Work instructions: Copy each line of the records below that mentions the word "enum".

Stored items:
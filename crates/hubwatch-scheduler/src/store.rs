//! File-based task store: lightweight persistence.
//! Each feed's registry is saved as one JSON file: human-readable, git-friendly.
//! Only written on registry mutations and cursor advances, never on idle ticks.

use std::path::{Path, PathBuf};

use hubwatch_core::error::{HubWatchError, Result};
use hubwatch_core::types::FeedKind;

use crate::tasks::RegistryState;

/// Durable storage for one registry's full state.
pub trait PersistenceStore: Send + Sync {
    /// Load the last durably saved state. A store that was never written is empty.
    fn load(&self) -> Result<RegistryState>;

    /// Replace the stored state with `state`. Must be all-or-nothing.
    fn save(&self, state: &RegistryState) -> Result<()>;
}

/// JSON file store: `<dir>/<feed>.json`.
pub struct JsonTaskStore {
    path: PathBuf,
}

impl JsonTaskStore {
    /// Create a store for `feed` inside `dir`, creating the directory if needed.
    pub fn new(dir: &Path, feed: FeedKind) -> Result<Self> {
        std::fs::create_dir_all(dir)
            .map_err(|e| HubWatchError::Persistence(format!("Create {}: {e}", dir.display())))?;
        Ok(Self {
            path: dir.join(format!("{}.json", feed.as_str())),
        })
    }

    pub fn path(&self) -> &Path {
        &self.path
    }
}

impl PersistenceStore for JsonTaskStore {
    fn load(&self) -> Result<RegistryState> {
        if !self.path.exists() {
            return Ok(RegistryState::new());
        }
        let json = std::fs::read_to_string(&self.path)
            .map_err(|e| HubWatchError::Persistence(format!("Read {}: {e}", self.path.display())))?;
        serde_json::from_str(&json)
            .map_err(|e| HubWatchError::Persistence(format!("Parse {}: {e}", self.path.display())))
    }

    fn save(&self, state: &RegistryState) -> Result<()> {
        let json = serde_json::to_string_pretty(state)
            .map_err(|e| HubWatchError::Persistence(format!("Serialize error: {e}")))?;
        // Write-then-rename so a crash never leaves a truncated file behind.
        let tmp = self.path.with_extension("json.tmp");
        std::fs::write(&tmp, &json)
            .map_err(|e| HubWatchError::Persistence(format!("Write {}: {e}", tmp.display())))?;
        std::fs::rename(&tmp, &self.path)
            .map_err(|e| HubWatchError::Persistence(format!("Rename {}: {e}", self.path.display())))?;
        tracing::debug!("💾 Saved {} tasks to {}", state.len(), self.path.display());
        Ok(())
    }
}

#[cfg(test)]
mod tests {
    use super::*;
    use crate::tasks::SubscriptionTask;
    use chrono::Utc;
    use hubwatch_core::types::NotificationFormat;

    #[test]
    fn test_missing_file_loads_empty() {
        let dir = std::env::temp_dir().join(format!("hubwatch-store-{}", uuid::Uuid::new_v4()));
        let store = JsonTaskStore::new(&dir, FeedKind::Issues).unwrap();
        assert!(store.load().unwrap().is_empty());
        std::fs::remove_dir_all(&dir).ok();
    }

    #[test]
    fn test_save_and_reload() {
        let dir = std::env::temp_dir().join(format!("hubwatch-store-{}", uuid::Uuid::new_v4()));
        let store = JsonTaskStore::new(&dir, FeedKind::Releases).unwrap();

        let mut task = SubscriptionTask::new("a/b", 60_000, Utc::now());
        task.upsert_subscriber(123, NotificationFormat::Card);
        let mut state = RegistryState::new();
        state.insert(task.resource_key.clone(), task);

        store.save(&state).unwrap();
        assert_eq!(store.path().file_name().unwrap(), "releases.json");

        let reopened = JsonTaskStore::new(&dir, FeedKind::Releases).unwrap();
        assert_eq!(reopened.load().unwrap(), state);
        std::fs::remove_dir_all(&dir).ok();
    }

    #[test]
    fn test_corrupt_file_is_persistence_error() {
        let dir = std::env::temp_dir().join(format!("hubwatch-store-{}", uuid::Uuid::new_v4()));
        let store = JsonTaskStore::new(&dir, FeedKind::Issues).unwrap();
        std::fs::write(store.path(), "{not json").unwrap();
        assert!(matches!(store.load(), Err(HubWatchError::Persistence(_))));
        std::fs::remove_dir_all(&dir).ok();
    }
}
==
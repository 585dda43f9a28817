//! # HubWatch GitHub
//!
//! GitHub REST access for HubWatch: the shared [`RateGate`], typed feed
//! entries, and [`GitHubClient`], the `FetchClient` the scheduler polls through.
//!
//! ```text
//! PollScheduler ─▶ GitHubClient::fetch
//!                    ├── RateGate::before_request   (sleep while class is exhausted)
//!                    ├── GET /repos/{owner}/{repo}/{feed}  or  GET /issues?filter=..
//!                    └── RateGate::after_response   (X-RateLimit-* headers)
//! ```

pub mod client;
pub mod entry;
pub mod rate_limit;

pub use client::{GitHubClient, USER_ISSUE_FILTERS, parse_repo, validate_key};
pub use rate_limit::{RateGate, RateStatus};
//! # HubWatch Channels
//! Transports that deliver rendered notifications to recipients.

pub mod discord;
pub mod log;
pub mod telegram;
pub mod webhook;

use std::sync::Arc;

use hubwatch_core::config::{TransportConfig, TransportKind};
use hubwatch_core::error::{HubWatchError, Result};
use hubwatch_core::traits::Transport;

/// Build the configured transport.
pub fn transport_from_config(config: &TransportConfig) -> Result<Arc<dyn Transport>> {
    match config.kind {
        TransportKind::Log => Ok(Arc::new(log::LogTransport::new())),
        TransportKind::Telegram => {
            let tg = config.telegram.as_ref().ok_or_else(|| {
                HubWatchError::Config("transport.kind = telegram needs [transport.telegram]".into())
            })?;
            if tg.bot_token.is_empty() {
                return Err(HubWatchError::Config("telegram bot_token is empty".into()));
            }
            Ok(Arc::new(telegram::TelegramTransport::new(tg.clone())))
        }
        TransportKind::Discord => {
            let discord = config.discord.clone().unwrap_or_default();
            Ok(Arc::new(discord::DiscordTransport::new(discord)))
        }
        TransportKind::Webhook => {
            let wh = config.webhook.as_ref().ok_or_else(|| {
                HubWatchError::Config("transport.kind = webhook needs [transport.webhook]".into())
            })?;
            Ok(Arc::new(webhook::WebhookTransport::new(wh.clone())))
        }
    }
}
==
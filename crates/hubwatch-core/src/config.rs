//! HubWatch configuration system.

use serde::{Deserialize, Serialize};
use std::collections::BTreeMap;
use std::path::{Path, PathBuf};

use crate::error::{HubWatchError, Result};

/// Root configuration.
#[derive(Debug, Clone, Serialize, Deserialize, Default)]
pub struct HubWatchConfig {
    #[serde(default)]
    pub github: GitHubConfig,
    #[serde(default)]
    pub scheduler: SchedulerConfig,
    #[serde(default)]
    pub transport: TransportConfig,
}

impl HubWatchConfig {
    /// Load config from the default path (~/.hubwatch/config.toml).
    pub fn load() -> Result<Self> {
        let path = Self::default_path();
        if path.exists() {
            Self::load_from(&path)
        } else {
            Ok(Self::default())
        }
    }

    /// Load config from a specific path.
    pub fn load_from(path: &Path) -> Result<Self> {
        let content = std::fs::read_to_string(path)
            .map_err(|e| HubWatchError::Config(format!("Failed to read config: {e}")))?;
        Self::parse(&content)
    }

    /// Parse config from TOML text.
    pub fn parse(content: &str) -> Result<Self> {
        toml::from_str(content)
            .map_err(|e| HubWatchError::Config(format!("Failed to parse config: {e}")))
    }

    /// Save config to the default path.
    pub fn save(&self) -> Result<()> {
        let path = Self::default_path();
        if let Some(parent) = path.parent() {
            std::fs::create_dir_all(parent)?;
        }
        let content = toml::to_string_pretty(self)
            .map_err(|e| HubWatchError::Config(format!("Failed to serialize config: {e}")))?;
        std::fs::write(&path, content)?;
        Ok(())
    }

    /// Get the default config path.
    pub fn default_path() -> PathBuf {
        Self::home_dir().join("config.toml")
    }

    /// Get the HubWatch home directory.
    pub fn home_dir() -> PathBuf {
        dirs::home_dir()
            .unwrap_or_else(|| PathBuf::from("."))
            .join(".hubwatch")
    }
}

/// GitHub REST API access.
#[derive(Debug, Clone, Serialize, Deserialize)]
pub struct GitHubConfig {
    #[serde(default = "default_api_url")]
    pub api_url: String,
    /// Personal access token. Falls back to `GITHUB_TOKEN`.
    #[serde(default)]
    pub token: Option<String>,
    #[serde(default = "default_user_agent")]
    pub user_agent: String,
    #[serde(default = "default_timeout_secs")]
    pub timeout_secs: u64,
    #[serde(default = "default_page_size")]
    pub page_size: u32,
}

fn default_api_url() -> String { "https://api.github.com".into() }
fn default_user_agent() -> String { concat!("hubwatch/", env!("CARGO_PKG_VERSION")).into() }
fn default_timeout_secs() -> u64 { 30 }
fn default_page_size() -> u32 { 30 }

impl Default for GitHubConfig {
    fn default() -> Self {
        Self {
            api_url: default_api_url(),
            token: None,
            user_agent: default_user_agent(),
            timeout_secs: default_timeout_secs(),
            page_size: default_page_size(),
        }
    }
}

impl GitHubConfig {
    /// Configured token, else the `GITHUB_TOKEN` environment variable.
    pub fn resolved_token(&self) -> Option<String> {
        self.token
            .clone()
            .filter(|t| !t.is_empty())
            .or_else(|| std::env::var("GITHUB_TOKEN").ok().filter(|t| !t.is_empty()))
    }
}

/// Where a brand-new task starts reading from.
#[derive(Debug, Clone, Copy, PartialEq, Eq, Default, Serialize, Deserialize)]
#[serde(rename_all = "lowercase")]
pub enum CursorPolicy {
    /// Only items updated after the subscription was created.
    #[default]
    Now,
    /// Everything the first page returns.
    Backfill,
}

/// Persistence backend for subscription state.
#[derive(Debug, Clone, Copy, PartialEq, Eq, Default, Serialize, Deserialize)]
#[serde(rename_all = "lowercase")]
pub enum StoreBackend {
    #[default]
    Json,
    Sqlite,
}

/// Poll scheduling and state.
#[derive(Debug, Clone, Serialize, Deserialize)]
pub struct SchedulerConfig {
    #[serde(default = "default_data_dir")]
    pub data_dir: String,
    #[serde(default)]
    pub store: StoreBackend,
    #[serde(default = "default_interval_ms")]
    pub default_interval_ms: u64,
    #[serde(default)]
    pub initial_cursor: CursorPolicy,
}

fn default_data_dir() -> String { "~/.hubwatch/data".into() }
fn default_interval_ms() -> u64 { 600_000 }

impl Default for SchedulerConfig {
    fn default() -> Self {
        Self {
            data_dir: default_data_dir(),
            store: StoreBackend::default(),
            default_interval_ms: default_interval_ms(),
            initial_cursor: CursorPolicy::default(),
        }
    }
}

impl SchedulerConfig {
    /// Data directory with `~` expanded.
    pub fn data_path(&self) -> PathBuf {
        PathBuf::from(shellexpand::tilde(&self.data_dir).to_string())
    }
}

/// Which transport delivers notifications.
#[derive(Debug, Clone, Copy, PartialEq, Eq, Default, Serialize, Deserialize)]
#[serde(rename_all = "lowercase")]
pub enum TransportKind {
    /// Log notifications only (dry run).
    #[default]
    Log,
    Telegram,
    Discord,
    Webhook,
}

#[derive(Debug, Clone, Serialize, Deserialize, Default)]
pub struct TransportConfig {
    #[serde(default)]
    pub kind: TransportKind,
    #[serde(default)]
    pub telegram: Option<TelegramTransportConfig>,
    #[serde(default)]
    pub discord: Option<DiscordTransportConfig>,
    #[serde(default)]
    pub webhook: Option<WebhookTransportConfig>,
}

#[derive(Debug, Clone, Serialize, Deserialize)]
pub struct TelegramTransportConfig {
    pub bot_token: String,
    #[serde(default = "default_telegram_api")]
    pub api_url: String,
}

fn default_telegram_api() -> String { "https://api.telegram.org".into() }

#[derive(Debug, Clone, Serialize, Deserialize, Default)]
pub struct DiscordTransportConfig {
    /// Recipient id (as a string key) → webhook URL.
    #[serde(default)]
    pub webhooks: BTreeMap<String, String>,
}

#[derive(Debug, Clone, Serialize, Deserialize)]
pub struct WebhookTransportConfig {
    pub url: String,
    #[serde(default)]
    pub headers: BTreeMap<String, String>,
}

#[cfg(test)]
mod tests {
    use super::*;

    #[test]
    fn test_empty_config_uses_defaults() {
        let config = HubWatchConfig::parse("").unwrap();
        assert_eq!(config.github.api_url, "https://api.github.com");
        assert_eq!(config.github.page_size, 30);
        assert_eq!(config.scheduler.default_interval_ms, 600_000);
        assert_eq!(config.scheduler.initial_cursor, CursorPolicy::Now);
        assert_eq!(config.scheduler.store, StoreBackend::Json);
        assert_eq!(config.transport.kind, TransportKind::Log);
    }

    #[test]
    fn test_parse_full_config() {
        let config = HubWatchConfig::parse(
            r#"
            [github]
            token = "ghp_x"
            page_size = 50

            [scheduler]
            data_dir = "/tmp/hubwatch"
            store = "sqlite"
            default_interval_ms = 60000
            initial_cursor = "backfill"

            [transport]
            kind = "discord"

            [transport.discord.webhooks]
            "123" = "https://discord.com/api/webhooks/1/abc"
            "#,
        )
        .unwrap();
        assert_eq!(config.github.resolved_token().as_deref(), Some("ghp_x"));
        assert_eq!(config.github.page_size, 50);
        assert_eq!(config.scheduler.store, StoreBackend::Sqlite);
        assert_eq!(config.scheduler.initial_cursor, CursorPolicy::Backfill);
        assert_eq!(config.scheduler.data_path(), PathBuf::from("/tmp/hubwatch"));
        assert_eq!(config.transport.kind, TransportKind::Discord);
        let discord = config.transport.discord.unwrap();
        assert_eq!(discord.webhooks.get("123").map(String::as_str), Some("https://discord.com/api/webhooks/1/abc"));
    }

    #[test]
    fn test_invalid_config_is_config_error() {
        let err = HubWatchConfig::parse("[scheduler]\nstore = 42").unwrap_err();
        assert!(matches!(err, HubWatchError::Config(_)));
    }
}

Task solution:
pub enum CursorPolicy {
pub enum StoreBackend {
pub enum TransportKind {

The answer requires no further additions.